What to produce: Examine each line in the records below for the word "transcript". Report how many lines contain it, and nothing else.

Saved data entries
===============
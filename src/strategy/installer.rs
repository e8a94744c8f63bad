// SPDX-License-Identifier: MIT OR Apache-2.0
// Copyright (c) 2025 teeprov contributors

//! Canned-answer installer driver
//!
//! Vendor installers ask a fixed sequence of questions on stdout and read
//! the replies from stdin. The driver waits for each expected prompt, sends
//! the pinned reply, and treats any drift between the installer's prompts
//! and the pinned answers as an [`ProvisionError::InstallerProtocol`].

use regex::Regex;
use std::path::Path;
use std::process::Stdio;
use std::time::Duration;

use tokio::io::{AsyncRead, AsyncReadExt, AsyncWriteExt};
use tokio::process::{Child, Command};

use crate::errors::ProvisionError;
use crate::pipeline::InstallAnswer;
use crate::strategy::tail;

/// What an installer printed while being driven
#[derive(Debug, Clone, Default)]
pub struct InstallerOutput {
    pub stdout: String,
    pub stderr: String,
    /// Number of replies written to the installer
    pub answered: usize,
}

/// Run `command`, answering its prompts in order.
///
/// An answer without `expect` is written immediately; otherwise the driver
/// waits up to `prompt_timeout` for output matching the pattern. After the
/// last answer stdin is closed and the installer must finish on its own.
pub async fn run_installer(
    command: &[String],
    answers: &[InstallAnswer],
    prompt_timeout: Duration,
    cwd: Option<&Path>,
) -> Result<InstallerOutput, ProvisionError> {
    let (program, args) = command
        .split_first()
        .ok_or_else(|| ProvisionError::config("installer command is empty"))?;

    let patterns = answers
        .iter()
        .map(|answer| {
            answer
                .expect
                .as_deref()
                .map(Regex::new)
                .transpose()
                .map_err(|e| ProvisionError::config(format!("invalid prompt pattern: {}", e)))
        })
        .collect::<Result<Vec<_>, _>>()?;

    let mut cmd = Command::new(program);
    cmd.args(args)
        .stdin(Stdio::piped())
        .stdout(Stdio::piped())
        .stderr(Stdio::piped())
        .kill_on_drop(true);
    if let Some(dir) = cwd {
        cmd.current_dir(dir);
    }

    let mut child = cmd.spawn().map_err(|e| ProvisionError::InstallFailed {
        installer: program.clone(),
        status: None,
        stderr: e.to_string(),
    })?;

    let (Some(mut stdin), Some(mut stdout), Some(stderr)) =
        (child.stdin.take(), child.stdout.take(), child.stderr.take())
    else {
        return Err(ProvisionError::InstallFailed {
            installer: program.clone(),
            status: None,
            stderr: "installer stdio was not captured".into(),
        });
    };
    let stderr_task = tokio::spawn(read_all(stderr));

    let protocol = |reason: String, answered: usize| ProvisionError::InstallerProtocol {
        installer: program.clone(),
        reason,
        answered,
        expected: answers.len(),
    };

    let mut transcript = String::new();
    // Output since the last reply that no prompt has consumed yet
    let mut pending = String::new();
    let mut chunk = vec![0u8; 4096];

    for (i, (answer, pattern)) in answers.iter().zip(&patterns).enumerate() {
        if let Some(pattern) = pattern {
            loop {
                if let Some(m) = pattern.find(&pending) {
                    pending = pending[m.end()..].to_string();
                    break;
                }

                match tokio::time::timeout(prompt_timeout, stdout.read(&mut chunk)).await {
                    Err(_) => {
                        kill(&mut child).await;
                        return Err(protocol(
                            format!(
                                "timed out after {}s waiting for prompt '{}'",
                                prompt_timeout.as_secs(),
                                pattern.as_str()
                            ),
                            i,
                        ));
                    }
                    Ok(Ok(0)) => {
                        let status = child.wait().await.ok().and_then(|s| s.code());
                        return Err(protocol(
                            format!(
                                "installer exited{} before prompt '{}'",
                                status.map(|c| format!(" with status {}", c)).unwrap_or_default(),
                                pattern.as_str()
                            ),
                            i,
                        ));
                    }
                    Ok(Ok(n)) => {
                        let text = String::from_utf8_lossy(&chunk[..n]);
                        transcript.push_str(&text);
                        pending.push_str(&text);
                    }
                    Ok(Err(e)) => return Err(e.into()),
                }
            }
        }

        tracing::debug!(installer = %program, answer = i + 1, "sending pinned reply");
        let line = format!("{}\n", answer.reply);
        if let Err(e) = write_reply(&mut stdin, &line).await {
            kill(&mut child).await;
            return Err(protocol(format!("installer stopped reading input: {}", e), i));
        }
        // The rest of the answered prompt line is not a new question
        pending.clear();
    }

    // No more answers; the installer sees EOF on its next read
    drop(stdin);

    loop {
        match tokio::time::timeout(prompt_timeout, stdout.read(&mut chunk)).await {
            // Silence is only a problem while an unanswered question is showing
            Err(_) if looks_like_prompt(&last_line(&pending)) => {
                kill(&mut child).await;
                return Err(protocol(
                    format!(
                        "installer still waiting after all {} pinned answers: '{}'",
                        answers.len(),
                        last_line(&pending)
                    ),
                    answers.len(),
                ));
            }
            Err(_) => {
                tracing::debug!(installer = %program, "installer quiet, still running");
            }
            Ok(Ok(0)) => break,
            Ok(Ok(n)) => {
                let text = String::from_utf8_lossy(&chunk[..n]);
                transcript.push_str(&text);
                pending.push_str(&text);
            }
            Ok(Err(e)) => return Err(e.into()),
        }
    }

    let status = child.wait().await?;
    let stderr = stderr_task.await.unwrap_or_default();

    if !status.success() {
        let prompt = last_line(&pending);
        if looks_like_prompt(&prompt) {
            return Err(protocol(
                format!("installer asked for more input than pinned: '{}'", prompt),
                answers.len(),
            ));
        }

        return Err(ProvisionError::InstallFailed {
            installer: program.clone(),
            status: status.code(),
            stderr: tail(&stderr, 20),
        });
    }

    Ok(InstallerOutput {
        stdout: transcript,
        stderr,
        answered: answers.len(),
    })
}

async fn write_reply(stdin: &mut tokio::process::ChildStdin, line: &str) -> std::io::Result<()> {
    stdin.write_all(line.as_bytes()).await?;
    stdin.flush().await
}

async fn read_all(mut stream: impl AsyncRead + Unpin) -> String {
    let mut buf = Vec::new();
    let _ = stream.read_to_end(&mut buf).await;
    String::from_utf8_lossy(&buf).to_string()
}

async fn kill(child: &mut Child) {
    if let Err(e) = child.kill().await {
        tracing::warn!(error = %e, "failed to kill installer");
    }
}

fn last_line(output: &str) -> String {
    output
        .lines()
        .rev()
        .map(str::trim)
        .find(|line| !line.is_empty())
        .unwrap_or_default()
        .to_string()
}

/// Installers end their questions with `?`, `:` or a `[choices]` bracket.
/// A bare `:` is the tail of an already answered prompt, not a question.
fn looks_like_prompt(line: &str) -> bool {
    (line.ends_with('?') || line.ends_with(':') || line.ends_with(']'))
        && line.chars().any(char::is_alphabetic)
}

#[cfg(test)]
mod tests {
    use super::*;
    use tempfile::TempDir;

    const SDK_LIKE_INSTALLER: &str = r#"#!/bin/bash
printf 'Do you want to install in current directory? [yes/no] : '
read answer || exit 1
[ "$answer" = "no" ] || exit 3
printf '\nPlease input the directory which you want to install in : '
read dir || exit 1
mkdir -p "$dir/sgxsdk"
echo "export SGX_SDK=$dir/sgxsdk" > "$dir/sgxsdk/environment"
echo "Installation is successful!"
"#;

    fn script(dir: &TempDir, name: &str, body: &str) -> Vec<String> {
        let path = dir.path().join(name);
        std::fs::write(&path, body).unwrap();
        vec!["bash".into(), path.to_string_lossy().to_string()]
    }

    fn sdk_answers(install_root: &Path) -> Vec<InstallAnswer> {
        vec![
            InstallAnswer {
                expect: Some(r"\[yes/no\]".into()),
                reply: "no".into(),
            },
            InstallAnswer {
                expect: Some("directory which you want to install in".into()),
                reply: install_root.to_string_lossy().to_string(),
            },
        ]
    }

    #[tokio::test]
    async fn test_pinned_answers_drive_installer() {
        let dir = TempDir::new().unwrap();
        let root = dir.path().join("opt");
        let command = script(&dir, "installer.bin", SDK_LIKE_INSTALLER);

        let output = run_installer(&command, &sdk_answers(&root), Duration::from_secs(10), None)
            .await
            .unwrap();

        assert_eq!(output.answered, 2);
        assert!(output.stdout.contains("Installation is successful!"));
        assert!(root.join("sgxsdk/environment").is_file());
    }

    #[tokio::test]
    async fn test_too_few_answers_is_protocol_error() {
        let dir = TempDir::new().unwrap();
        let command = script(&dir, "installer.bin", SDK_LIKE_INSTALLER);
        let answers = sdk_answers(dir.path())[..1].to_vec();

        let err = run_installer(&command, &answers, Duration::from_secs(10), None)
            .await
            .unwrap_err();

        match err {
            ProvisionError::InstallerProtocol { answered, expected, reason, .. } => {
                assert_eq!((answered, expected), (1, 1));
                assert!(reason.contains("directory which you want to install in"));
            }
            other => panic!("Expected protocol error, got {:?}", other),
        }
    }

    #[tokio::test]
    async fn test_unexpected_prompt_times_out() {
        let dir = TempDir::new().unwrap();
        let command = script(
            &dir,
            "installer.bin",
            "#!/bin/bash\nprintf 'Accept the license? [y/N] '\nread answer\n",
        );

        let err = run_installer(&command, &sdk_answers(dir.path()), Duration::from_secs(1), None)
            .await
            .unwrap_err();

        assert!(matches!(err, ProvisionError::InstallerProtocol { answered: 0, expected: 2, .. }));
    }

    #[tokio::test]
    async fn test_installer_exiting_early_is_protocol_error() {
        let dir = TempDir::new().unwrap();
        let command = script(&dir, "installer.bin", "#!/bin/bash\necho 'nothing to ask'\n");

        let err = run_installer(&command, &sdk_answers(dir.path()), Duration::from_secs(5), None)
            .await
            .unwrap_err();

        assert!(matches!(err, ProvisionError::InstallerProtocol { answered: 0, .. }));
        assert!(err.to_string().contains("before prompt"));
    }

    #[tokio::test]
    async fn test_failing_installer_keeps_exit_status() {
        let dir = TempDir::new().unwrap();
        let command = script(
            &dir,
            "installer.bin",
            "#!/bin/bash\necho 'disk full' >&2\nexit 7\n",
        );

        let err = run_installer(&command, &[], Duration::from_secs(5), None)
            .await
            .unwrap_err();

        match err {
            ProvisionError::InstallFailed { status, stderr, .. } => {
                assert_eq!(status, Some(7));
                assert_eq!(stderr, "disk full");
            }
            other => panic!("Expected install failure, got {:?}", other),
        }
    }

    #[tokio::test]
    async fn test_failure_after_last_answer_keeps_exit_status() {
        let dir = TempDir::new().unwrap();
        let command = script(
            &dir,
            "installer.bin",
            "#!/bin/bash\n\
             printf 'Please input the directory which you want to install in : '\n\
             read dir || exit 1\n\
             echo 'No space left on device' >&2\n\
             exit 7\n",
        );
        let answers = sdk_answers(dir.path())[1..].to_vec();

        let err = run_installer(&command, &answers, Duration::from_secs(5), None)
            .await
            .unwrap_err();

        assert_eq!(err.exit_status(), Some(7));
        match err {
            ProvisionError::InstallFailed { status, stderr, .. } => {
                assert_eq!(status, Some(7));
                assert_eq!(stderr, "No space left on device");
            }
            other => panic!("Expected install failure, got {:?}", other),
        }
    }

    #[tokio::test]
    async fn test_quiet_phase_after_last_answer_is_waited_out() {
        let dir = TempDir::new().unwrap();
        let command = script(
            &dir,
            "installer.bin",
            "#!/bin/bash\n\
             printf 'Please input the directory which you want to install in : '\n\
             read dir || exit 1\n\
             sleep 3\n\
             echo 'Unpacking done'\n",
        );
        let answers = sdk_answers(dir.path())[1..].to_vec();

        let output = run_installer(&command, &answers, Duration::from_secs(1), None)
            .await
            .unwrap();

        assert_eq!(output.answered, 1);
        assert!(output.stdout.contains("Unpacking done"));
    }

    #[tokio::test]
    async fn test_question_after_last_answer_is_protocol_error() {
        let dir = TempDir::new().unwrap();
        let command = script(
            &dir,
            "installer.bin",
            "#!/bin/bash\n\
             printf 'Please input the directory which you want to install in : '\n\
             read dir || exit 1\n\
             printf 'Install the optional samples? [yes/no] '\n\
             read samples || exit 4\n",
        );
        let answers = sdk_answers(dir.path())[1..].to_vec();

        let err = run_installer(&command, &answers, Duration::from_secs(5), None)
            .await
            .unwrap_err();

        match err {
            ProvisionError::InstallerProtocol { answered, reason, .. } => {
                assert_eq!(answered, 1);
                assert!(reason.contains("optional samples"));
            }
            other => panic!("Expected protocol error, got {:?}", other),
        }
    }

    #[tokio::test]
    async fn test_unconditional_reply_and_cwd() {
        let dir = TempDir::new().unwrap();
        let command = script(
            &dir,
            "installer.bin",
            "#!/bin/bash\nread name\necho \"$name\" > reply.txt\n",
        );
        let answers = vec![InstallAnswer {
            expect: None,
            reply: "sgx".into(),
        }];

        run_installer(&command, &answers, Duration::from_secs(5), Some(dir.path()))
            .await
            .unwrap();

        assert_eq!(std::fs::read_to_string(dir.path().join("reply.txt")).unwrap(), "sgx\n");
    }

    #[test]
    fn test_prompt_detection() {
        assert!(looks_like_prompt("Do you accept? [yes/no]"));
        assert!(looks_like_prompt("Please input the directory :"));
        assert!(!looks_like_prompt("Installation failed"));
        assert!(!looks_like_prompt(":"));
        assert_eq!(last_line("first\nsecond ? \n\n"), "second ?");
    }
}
===============
Result of this exercise: 4